Simple and quick peace lily job to help it ‘flower well and keep its bloom for longer’

Peace lilies, also known as spathiphyllum wallisii, are one of the most popular and easygoing houseplants, according to Arty Speroni, assistant brand manager, of Westland Horticulture.

The expert said: “This clump-forming plant with handsome, lance-shaped green leaves is famed for its long-lasting white, arum-lily-like flowers, which are held on stems above the foliage through summer.”

For a peace lily to “flower well”, owners must feed the houseplant regularly, according to the expert.

This is particularly important in the peak growing season between March and October, feeding it every two weeks.

The expert noted: “Use a balanced houseplant fertiliser, such as our Westland Houseplant Feed Concentrate, which features nitrogen for rich, green foliage and potash that encourages plants to bloom and keep its bloom for longer.

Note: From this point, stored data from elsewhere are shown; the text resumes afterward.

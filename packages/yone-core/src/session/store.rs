//! Keyed registry of live sessions.

use std::sync::Arc;

use dashmap::mapref::entry::Entry;
use dashmap::DashMap;

use super::SessionHandle;
use crate::events::{EventEmitter, SessionEvent, TeardownReason};
use crate::types::GuildId;
use crate::utils::now_millis;

/// One [`SessionHandle`] per guild.
///
/// The store is the only place sessions are created and destroyed, so the
/// "release every track, disconnect once" teardown sequence lives here.
pub struct SessionStore {
    sessions: DashMap<GuildId, Arc<SessionHandle>>,
    emitter: Arc<dyn EventEmitter>,
}

impl SessionStore {
    pub fn new(emitter: Arc<dyn EventEmitter>) -> Self {
        Self {
            sessions: DashMap::new(),
            emitter,
        }
    }

    pub fn get(&self, guild: GuildId) -> Option<Arc<SessionHandle>> {
        self.sessions
            .get(&guild)
            .map(|entry| Arc::clone(entry.value()))
            .filter(|handle| !handle.is_destroyed())
    }

    /// Returns the guild's session, creating it with `make` if there is none.
    ///
    /// The boolean is true when a new session was created.
    pub fn get_or_create(
        &self,
        guild: GuildId,
        make: impl FnOnce() -> Arc<SessionHandle>,
    ) -> (Arc<SessionHandle>, bool) {
        let mut created = false;
        let handle = match self.sessions.entry(guild) {
            // A destroyed handle can linger between teardown and removal.
            Entry::Occupied(mut entry) if entry.get().is_destroyed() => {
                created = true;
                let handle = make();
                entry.insert(Arc::clone(&handle));
                handle
            }
            Entry::Occupied(entry) => Arc::clone(entry.get()),
            Entry::Vacant(entry) => {
                created = true;
                let handle = make();
                entry.insert(Arc::clone(&handle));
                handle
            }
        };

        if created {
            log::info!("[Engine] Created session {} for guild {}", handle.id(), guild);
            self.emitter.emit_session(SessionEvent::Created {
                guild_id: guild,
                session_id: handle.id().to_string(),
                timestamp: now_millis(),
            });
        }
        (handle, created)
    }

    pub fn len(&self) -> usize {
        self.sessions.len()
    }

    pub fn is_empty(&self) -> bool {
        self.sessions.is_empty()
    }

    pub fn all(&self) -> Vec<Arc<SessionHandle>> {
        self.sessions
            .iter()
            .map(|entry| Arc::clone(entry.value()))
            .collect()
    }

    /// Destroys a session from outside its player loop.
    ///
    /// Returns false if the session was already destroyed.
    pub async fn destroy(&self, handle: &Arc<SessionHandle>, reason: TeardownReason) -> bool {
        self.teardown(handle, reason, false).await
    }

    /// Destroys a session from inside its own player loop.
    ///
    /// The player task is detached instead of cancelled so the caller can
    /// finish the teardown it started.
    pub async fn destroy_from_player(&self, handle: &Arc<SessionHandle>, reason: TeardownReason) -> bool {
        self.teardown(handle, reason, true).await
    }

    /// Destroys every session (shutdown).
    pub async fn destroy_all(&self, reason: TeardownReason) {
        for handle in self.all() {
            self.destroy(&handle, reason).await;
        }
    }

    async fn teardown(&self, handle: &Arc<SessionHandle>, reason: TeardownReason, from_player: bool) -> bool {
        let guild = handle.guild();
        self.sessions
            .remove_if(&guild, |_, stored| Arc::ptr_eq(stored, handle));

        let Some(teardown) = handle.teardown() else {
            return false;
        };

        if let Some(player) = teardown.player {
            if from_player {
                player.detach();
            } else {
                player.cancel();
            }
        }

        handle.transport().stop();
        let released = handle.release(teardown.tracks);

        if let Some(panel) = teardown.panel {
            if let Err(e) = handle.sink().delete(panel).await {
                log::debug!("[Engine] Guild {} panel delete failed: {}", guild, e);
            }
        }

        handle.transport().disconnect().await;

        log::info!(
            "[Engine] Destroyed session for guild {} ({:?}, released {} track(s))",
            guild,
            reason,
            released
        );
        self.emitter.emit_session(SessionEvent::Destroyed {
            guild_id: guild,
            reason,
            released,
            timestamp: now_millis(),
        });
        true
    }
}

#[cfg(test)]
mod tests {
    use super::*;
    use crate::display::testing::RecordingSink;
    use crate::events::{NoopEventEmitter, TransportEvent};
    use crate::track::{Track, TrackJanitor};
    use crate::transport::testing::MockTransport;
    use crate::types::{ChannelId, UserId};
    use parking_lot::Mutex;
    use std::sync::atomic::{AtomicUsize, Ordering};

    #[derive(Default)]
    struct RecordingJanitor {
        released: Mutex<Vec<String>>,
    }

    impl TrackJanitor for RecordingJanitor {
        fn release(&self, track: Track) {
            self.released.lock().push(track.title);
        }
    }

    #[derive(Default)]
    struct CountingEmitter {
        created: AtomicUsize,
        destroyed: AtomicUsize,
    }

    impl EventEmitter for CountingEmitter {
        fn emit_session(&self, event: SessionEvent) {
            match event {
                SessionEvent::Created { .. } => self.created.fetch_add(1, Ordering::SeqCst),
                SessionEvent::Destroyed { .. } => self.destroyed.fetch_add(1, Ordering::SeqCst),
                _ => 0,
            };
        }

        fn emit_transport(&self, _event: TransportEvent) {}
    }

    fn make(
        transport: &Arc<MockTransport>,
        sink: &Arc<RecordingSink>,
        janitor: &Arc<RecordingJanitor>,
    ) -> impl FnOnce() -> Arc<SessionHandle> {
        let (transport, sink, janitor) = (transport.clone(), sink.clone(), janitor.clone());
        move || SessionHandle::new(GuildId(1), transport, sink, janitor)
    }

    #[tokio::test]
    async fn destroy_releases_everything_and_disconnects_once() {
        let emitter = Arc::new(CountingEmitter::default());
        let store = SessionStore::new(emitter.clone());
        let transport = MockTransport::new(ChannelId(2));
        let sink = Arc::new(RecordingSink::default());
        let janitor = Arc::new(RecordingJanitor::default());

        let (handle, created) = store.get_or_create(GuildId(1), make(&transport, &sink, &janitor));
        assert!(created);
        handle.with(|s| {
            s.push_tracks([
                Track::remote("a", "https://a", None),
                Track::remote("b", "https://b", None),
            ]);
            s.set_panel(crate::display::ArtifactHandle(7), UserId(3));
        });

        assert!(store.destroy(&handle, TeardownReason::Stopped).await);
        assert!(!store.destroy(&handle, TeardownReason::Stopped).await);

        assert_eq!(*janitor.released.lock(), vec!["a", "b"]);
        assert_eq!(transport.disconnects.load(Ordering::SeqCst), 1);
        assert_eq!(*sink.deleted.lock(), vec![crate::display::ArtifactHandle(7)]);
        assert!(store.get(GuildId(1)).is_none());
        assert_eq!(emitter.created.load(Ordering::SeqCst), 1);
        assert_eq!(emitter.destroyed.load(Ordering::SeqCst), 1);
    }

    #[tokio::test]
    async fn get_or_create_reuses_live_session() {
        let store = SessionStore::new(Arc::new(NoopEventEmitter));
        let transport = MockTransport::new(ChannelId(2));
        let sink = Arc::new(RecordingSink::default());
        let janitor = Arc::new(RecordingJanitor::default());

        let (first, _) = store.get_or_create(GuildId(1), make(&transport, &sink, &janitor));
        let (second, created) = store.get_or_create(GuildId(1), make(&transport, &sink, &janitor));
        assert!(!created);
        assert!(Arc::ptr_eq(&first, &second));
        assert_eq!(store.len(), 1);
    }

    #[tokio::test]
    async fn destroyed_entry_is_replaced() {
        let store = SessionStore::new(Arc::new(NoopEventEmitter));
        let transport = MockTransport::new(ChannelId(2));
        let sink = Arc::new(RecordingSink::default());
        let janitor = Arc::new(RecordingJanitor::default());

        let (first, _) = store.get_or_create(GuildId(1), make(&transport, &sink, &janitor));
        // Simulate a teardown that has not yet removed the entry.
        first.teardown();
        assert!(store.get(GuildId(1)).is_none());

        let (second, created) = store.get_or_create(GuildId(1), make(&transport, &sink, &janitor));
        assert!(created);
        assert!(!Arc::ptr_eq(&first, &second));
    }

    #[tokio::test]
    async fn destroy_all_empties_store() {
        let store = SessionStore::new(Arc::new(NoopEventEmitter));
        for guild in 1..=3 {
            let transport = MockTransport::new(ChannelId(guild));
            store.get_or_create(GuildId(guild), move || {
                SessionHandle::new(
                    GuildId(guild),
                    transport,
                    Arc::new(RecordingSink::default()),
                    Arc::new(RecordingJanitor::default()),
                )
            });
        }
        store.destroy_all(TeardownReason::Stopped).await;
        assert!(store.is_empty());
    }
}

“If you’re prone to forgetting to feed, which most of us are, a droplet feeder, offers the ultimate convenience. Westland’s Droplet Feeder delivers a ready-to-use feed that nourishes plants for four weeks.”

Other brands of plant food are available in garden centres as well as online.

Location is also important for peace lilies, they like a bright location near a window, but out of direct sun, and try to maintain a temperature of above 15C in winter.”

They may also need watering more during the winter months as heating can dry out the plant much quicker.

The expert explained: “Peace lilies really dislike drying out, so keep them moist, and stand on a pebble tray to prevent them from becoming too waterlogged.

“You’ll soon know if your peace lily needs watering as it will droop quite dramatically, but a good soaking will liven it back up.

“Hydroleca clay granules are great for absorbing water and slowly releasing it, so they can be used at the bottom of your houseplant pots, and they also create a beneficial microclimate around plants, helping to keep them healthy.”

Signs that a peace lily is struggling include yellow foliage and excess leaf loss as well as sluggish growth and poor flowering.

There are many reasons for this but check if the houseplant needs repotting.

The expert continued: “Compost can become depleted of nutrients over the years and stressed plants are more prone to aphid infestations.

“Indoor plans should be potted in fresh, peat-free compost every two to three years and spring is the best time to settle a houseplant into a new pot.

“Choose a container that’s only slightly bigger than the current one, around three to five centimetres larger in diameter.

“A pot with plenty of drainage holes is essential, to reduce the risk of overwatering.

“To help ease plants from their old pots and minimise damage to roots, water plants a day before repotting. To remove the old pot, hold the plant by placing your fingers over the surface of the compost at the base of the plant, turn it on its side and gently ease the root ball from the pot.”

Fill the base of the new hot with some houseplant compost and then fill the gaps with some new potting mix, firming it in and watering it well.